Former neighborhood in United States

Elko was a city in Scott County, Minnesota, United States. The population was 472 at the 2000 census. In January 2007, Elko merged with New Market to become Elko New Market.

==Geography==
According to the United States Census Bureau, the city had a total area of 1.4 sqmi, all of it land.

==Demographics==
As of the census of 2000, there were 472 people, 155 households, and 128 families residing in the city. The population density was 346.8 PD/sqmi. There were 165 housing units at an average density of 121.2 /sqmi. The racial makeup of the city was 98.94% White, 0.21% African American, 0.21% Native American, 0.42% Asian, 0.21% from other races. Hispanic or Latino of any race were 0.42% of the population.

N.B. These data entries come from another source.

//! Main application orchestrator.

use std::sync::Arc;

use crossterm::event::{Event, EventStream, KeyEvent, KeyEventKind};
use futures_util::StreamExt;
use ratatui::layout::{Constraint, Layout};
use ratatui::{DefaultTerminal, Frame};
use tokio::sync::{mpsc, watch};
use tracing::{debug, error, info, warn};

use crate::application::services::{
    SessionManager, VerifyOutcome, validate_sign_in, validate_sign_up,
};
use crate::application::use_cases::FetchProfileUseCase;
use crate::domain::entities::UserProfile;
use crate::domain::errors::{ProfileError, SessionError, SignupError};
use crate::domain::ports::AuthApiPort;
use crate::domain::{CancellationToken, SessionSnapshot, SessionStatus};
use crate::presentation::events::{EventHandler, EventResult, NavCommand};
use crate::presentation::ui::{
    DashboardScreen, DashboardState, FormAction, HomeScreen, Route, SignInScreen, SignInState,
    SignUpScreen, SignUpState,
};
use crate::presentation::widgets::{NavBar, StatusBar, StatusLevel};

#[derive(Debug)]
enum Action {
    Verified(VerifyOutcome),
    LoggedIn(Result<(), SessionError>),
    SignedUp(Result<(), SignupError>),
    LoggedOut(Result<(), SessionError>),
    ProfileLoaded {
        generation: u64,
        result: Result<UserProfile, ProfileError>,
    },
}

/// Terminal application: routes, screens and the session they observe.
pub struct App {
    session: SessionManager,
    session_rx: watch::Receiver<SessionSnapshot>,
    snapshot: SessionSnapshot,
    fetch_profile: FetchProfileUseCase,
    route: Route,
    sign_in: SignInState,
    sign_up: SignUpState,
    dashboard: DashboardState,
    server_label: String,
    action_tx: mpsc::UnboundedSender<Action>,
    action_rx: mpsc::UnboundedReceiver<Action>,
    verify_token: CancellationToken,
    request_in_flight: bool,
    profile_generation: u64,
    running: bool,
}

impl App {
    /// Creates app backed by the given account API.
    #[must_use]
    pub fn new(api: Arc<dyn AuthApiPort>, date_format: impl Into<String>) -> Self {
        let session = SessionManager::new(api.clone());
        let fetch_profile = FetchProfileUseCase::new(api, session.clone());
        let session_rx = session.subscribe();
        let snapshot = session_rx.borrow().clone();
        let (action_tx, action_rx) = mpsc::unbounded_channel();

        Self {
            session,
            session_rx,
            snapshot,
            fetch_profile,
            route: Route::default(),
            sign_in: SignInState::new(),
            sign_up: SignUpState::new(),
            dashboard: DashboardState::new(date_format),
            server_label: String::new(),
            action_tx,
            action_rx,
            verify_token: CancellationToken::new(),
            request_in_flight: false,
            profile_generation: 0,
            running: true,
        }
    }

    /// Sets the server shown in the status bar.
    #[must_use]
    pub fn with_server_label(mut self, label: impl Into<String>) -> Self {
        self.server_label = label.into();
        self
    }

    /// Returns current route.
    #[must_use]
    pub const fn route(&self) -> Route {
        self.route
    }

    /// Runs until the user quits. Verifies the session on startup.
    ///
    /// # Errors
    /// Returns error if terminal IO fails.
    pub async fn run(mut self, terminal: &mut DefaultTerminal) -> color_eyre::Result<()> {
        self.start_verify();

        let result = self.run_event_loop(terminal).await;

        self.shutdown();
        info!("Application exiting normally");
        result
    }

    async fn run_event_loop(&mut self, terminal: &mut DefaultTerminal) -> color_eyre::Result<()> {
        let mut terminal_events = EventStream::new();

        terminal.draw(|frame| self.render(frame))?;

        while self.running {
            tokio::select! {
                Some(action) = self.action_rx.recv() => {
                    self.handle_action(action);
                }

                Ok(()) = self.session_rx.changed() => {
                    self.sync_session();
                }

                event = terminal_events.next() => match event {
                    Some(Ok(event)) => {
                        if self.handle_terminal_event(&event) == EventResult::Exit {
                            self.running = false;
                        }
                    }
                    Some(Err(e)) => return Err(e.into()),
                    None => self.running = false,
                },
            }

            terminal.draw(|frame| self.render(frame))?;
        }

        Ok(())
    }

    fn shutdown(&self) {
        debug!("Cancelling pending session verification");
        self.verify_token.cancel();
    }

    fn start_verify(&self) {
        let session = self.session.clone();
        let token = self.verify_token.clone();
        let tx = self.action_tx.clone();
        tokio::spawn(async move {
            let outcome = session.verify(&token).await;
            let _ = tx.send(Action::Verified(outcome));
        });
    }

    fn sync_session(&mut self) {
        let previous = self.snapshot.status;
        self.snapshot = self.session_rx.borrow_and_update().clone();
        let status = self.snapshot.status;

        if status == previous {
            return;
        }
        debug!(from = %previous, to = %status, "Session status changed");

        match status {
            SessionStatus::Authenticated => {
                self.dashboard.clear();
                self.start_profile_fetch();
            }
            SessionStatus::Unauthenticated | SessionStatus::Error => self.dashboard.clear(),
            SessionStatus::Verifying => {}
        }
    }

    /// Status the forms see; a spawned request counts as busy before the
    /// manager publishes `Verifying`.
    fn form_status(&self) -> SessionStatus {
        if self.request_in_flight {
            SessionStatus::Verifying
        } else {
            self.snapshot.status
        }
    }

    fn handle_terminal_event(&mut self, event: &Event) -> EventResult {
        match event {
            Event::Key(key) if key.kind == KeyEventKind::Press => self.handle_key(*key),
            _ => EventResult::Continue,
        }
    }

    fn handle_key(&mut self, key: KeyEvent) -> EventResult {
        if EventHandler::is_quit_event(&key) {
            return EventResult::Exit;
        }

        if let Some(command) = EventHandler::nav_command(&key) {
            self.handle_nav(command);
            return EventResult::Consumed;
        }

        match self.route {
            Route::Home | Route::Dashboard => {
                if EventHandler::is_submit_event(&key) && self.snapshot.status == SessionStatus::Error
                {
                    self.session.clear_error();
                    return EventResult::Consumed;
                }
                EventResult::Continue
            }
            Route::SignIn => {
                let action = self.sign_in.handle_key(key, self.form_status());
                self.handle_form_action(action);
                EventResult::Consumed
            }
            Route::SignUp => {
                let action = self.sign_up.handle_key(key, self.form_status());
                self.handle_form_action(action);
                EventResult::Consumed
            }
        }
    }

    fn handle_form_action(&mut self, action: FormAction) {
        match action {
            FormAction::Edited => {
                if self.snapshot.error.is_some() {
                    self.session.clear_error();
                }
            }
            FormAction::Submit => match self.route {
                Route::SignIn => self.submit_sign_in(),
                Route::SignUp => self.submit_sign_up(),
                Route::Home | Route::Dashboard => {}
            },
            FormAction::Moved | FormAction::None => {}
        }
    }

    fn handle_nav(&mut self, command: NavCommand) {
        if command == NavCommand::Logout {
            if self.snapshot.status.is_authenticated() && !self.request_in_flight {
                self.start_logout();
            }
            return;
        }

        let Some(route) = Route::for_command(command, self.snapshot.status) else {
            debug!(?command, status = %self.snapshot.status, "Navigation unavailable");
            return;
        };

        if route != self.route {
            debug!(from = %self.route, to = %route, "Navigating");
            self.route = route;
        }

        if route == Route::Dashboard && self.dashboard.needs_fetch(self.snapshot.status) {
            self.start_profile_fetch();
        }
    }

    fn submit_sign_in(&mut self) {
        let credentials = match validate_sign_in(&self.sign_in.form()) {
            Ok(credentials) => credentials,
            Err(e) => {
                self.sign_in.set_validation_error(e.to_string());
                return;
            }
        };

        info!(email = %credentials.email, "Submitting sign-in");
        self.request_in_flight = true;
        let session = self.session.clone();
        let tx = self.action_tx.clone();
        tokio::spawn(async move {
            let result = session.login(credentials).await;
            let _ = tx.send(Action::LoggedIn(result));
        });
    }

    fn submit_sign_up(&mut self) {
        let data = match validate_sign_up(&self.sign_up.form()) {
            Ok(data) => data,
            Err(e) => {
                self.sign_up.set_validation_error(e.to_string());
                return;
            }
        };

        info!(email = %data.email, "Submitting sign-up");
        self.request_in_flight = true;
        let session = self.session.clone();
        let tx = self.action_tx.clone();
        tokio::spawn(async move {
            let result = session.signup(data).await;
            let _ = tx.send(Action::SignedUp(result));
        });
    }

    fn start_logout(&mut self) {
        info!("Logging out");
        self.request_in_flight = true;
        let session = self.session.clone();
        let tx = self.action_tx.clone();
        tokio::spawn(async move {
            let result = session.logout().await;
            let _ = tx.send(Action::LoggedOut(result));
        });
    }

    fn start_profile_fetch(&mut self) {
        self.profile_generation += 1;
        let generation = self.profile_generation;
        self.dashboard.begin_fetch();

        let use_case = self.fetch_profile.clone();
        let tx = self.action_tx.clone();
        tokio::spawn(async move {
            let result = use_case.execute().await;
            let _ = tx.send(Action::ProfileLoaded { generation, result });
        });
    }

    fn handle_action(&mut self, action: Action) {
        // Pick up any transition published before the task reported back.
        self.sync_session();

        match action {
            Action::Verified(outcome) => {
                debug!(?outcome, "Startup verification finished");
            }
            Action::LoggedIn(result) => {
                self.request_in_flight = false;
                match result {
                    Ok(()) => {
                        self.sign_in.reset();
                        self.route = Route::Dashboard;
                    }
                    Err(e) if e.is_recoverable() => warn!(error = %e, "Sign-in rejected"),
                    Err(e) => error!(error = %e, "Sign-in failed"),
                }
            }
            Action::SignedUp(result) => {
                self.request_in_flight = false;
                match result {
                    Ok(()) => {
                        self.sign_up.reset();
                        self.route = Route::Dashboard;
                    }
                    Err(e) if e.error.is_recoverable() => {
                        warn!(phase = %e.phase, error = %e, "Sign-up rejected");
                    }
                    Err(e) => error!(phase = %e.phase, error = %e, "Sign-up failed"),
                }
            }
            Action::LoggedOut(result) => {
                self.request_in_flight = false;
                if let Err(e) = result {
                    error!(error = %e, "Logout failed");
                }
            }
            Action::ProfileLoaded { generation, result } => {
                if generation != self.profile_generation {
                    debug!(generation, "Discarding stale profile response");
                    return;
                }
                match result {
                    Ok(profile) => self.dashboard.set_profile(&profile),
                    Err(ProfileError::NotAuthenticated) => self.dashboard.clear(),
                    Err(e) => self.dashboard.set_error(e.to_string()),
                }
            }
        }
    }

    fn status_bar(&self) -> StatusBar {
        let hints = match self.route {
            Route::Home | Route::Dashboard => " F1 Home · F2 Dashboard · Esc Quit",
            Route::SignIn | Route::SignUp => {
                " Tab/↓ Next · Shift+Tab/↑ Previous · Enter Submit · Esc Quit"
            }
        };

        let mut bar = StatusBar::new()
            .left(hints)
            .right(format!("{} ", self.server_label))
            .level(StatusLevel::from(self.snapshot.status));

        if self.snapshot.status.is_authenticated()
            && let Some(message) = self.snapshot.error()
        {
            bar = bar.center(message).level(StatusLevel::Error);
        }
        bar
    }

    fn render(&mut self, frame: &mut Frame) {
        let [nav_area, body, status_area] = Layout::vertical([
            Constraint::Length(2),
            Constraint::Fill(1),
            Constraint::Length(1),
        ])
        .areas(frame.area());

        frame.render_widget(
            NavBar::new(crate::NAME)
                .status(self.snapshot.status)
                .active(self.route),
            nav_area,
        );

        match self.route {
            Route::Home => frame.render_widget(&HomeScreen::new(self.snapshot.status), body),
            Route::SignIn => frame.render_stateful_widget(
                SignInScreen::new(&self.snapshot),
                body,
                &mut self.sign_in,
            ),
            Route::SignUp => frame.render_stateful_widget(
                SignUpScreen::new(&self.snapshot),
                body,
                &mut self.sign_up,
            ),
            Route::Dashboard => frame.render_stateful_widget(
                DashboardScreen::new(&self.snapshot),
                body,
                &mut self.dashboard,
            ),
        }

        frame.render_widget(&self.status_bar(), status_area);
    }
}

There were 155 households, out of which 52.3% had children under the age of 18 living with them, 72.3% were married couples living together, 5.2% had a female householder with no husband present, and 16.8% were non-families. 12.9% of all households were made up of individuals, and 3.2% had someone living alone who was 65 years of age or older. The average household size was 3.05 and the average family size was 3.33.

In the city the population was spread out, with 35.2% under the age of 18, 5.1% from 18 to 24, 43.6% from 25 to 44, 12.9% from 45 to 64, and 3.2% who were 65 years of age or older. The median age was 31 years. For every 100 females, there were 111.7 males. For every 100 females age 18 and over, there were 109.6 males.

The median income for a household in the city was $67,625, and the median income for a family was $70,625. Males had a median income of $41,324 versus $31,250 for females. The per capita income for the city was $21,827. None of the families and 1.2% of the population were living below the poverty line, including no under eighteens and 26.7% of those over 64.